À la Une

Talk Julien Mairal


Le Dr. Julien Mairal (INRIA, Grenoble), précédemment à la soutenance de la thèse de Magda Gregorova, donnera un talk intitulé:

Invariance and Stability to Deformations of Deep Convolutional Representations

Date: Lundi 12 novembre 2018 à 11h00

Lieu: CUI / Battelle bâtiment B, salle B3.08 (3ème étage)



The success of deep convolutional architectures is often attributed in part to their ability to learn multiscale and invariant representations of natural signals. However, a precise study of these properties and how they affect learning guarantees is still missing. In this work, we consider deep convolutional representations of signals; we study their invariance to translations and to more general groups of transformations, their stability to the action of diffeomorphisms, and their ability to preserve signal information. This analysis is carried by introducing a multilayer kernel based on convolutional kernel networks and by studying the geometry induced by the kernel mapping. We then characterize the corresponding reproducing kernel Hilbert space (RKHS), showing that it contains a large class of convolutional neural networks with homogeneous activation functions.
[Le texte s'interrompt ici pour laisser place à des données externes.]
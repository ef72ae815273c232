use thiserror::Error;

use crate::conflict::Conflict;
use crate::models::batch::BatchStatus;

/// Input rejected before anything touches the store.
#[derive(Error, Debug, Clone, PartialEq, Eq)]
pub enum ValidationError {
    #[error("Invalid time format (HH:MM): {0:?}")]
    MalformedTime(String),

    #[error("Invalid date format (YYYY-MM-DD): {0:?}")]
    MalformedDate(String),

    #[error("Start time {start} must be before end time {end}")]
    InvertedRange { start: String, end: String },

    #[error("A batch needs at least one entry")]
    EmptyBatch,

    #[error("A batch holds at most {max} entries, got {count}")]
    BatchTooLarge { count: usize, max: usize },

    #[error("Missing required field: {0}")]
    MissingField(&'static str),

    #[error("Unsupported status transition to {0:?}")]
    InvalidStatus(String),

    #[error("Malformed request body: {0}")]
    MalformedBody(String),
}

#[derive(Error, Debug)]
pub enum ScheduleError {
    #[error("Validation error: {0}")]
    Validation(#[from] ValidationError),

    #[error("Batch {0} not found")]
    BatchNotFound(i64),

    #[error("Entry {0} not found")]
    EntryNotFound(i64),

    #[error("Entry {entry_id} not found in batch {batch_id}")]
    EntryNotInBatch { batch_id: i64, entry_id: i64 },

    #[error("Time conflict for user {} on {}", .0.user_id, .0.date)]
    TimeConflict(Conflict),

    #[error("Batch {batch_id} is {status} and can no longer be edited")]
    BatchLocked { batch_id: i64, status: BatchStatus },

    #[error("Database error: {0}")]
    Persistence(#[from] eyre::Report),
}

/// Coarse classification used by callers that map errors onto transport codes.
#[derive(Debug, Clone, Copy, PartialEq, Eq)]
pub enum ErrorKind {
    Validation,
    NotFound,
    Conflict,
    Locked,
    Persistence,
}

impl ScheduleError {
    pub fn kind(&self) -> ErrorKind {
        match self {
            ScheduleError::Validation(_) => ErrorKind::Validation,
            ScheduleError::BatchNotFound(_)
            | ScheduleError::EntryNotFound(_)
            | ScheduleError::EntryNotInBatch { .. } => ErrorKind::NotFound,
            ScheduleError::TimeConflict(_) => ErrorKind::Conflict,
            ScheduleError::BatchLocked { .. } => ErrorKind::Locked,
            ScheduleError::Persistence(_) => ErrorKind::Persistence,
        }
    }
}

impl From<Conflict> for ScheduleError {
    fn from(conflict: Conflict) -> Self {
        ScheduleError::TimeConflict(conflict)
    }
}

pub type ScheduleResult<T> = Result<T, ScheduleError>;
This analysis allows us to separate data representation from learning, and to provide a canonical measure of model complexity, the RKHS norm, which controls both stability and generalization of any learned model. In addition to models in the constructed RKHS, our stability analysis also applies to convolutional networks with generic activations such as rectified linear units, and we discuss its relationship with recent generalization bounds based on spectral norms. This is a joint work with Alberto Bietti.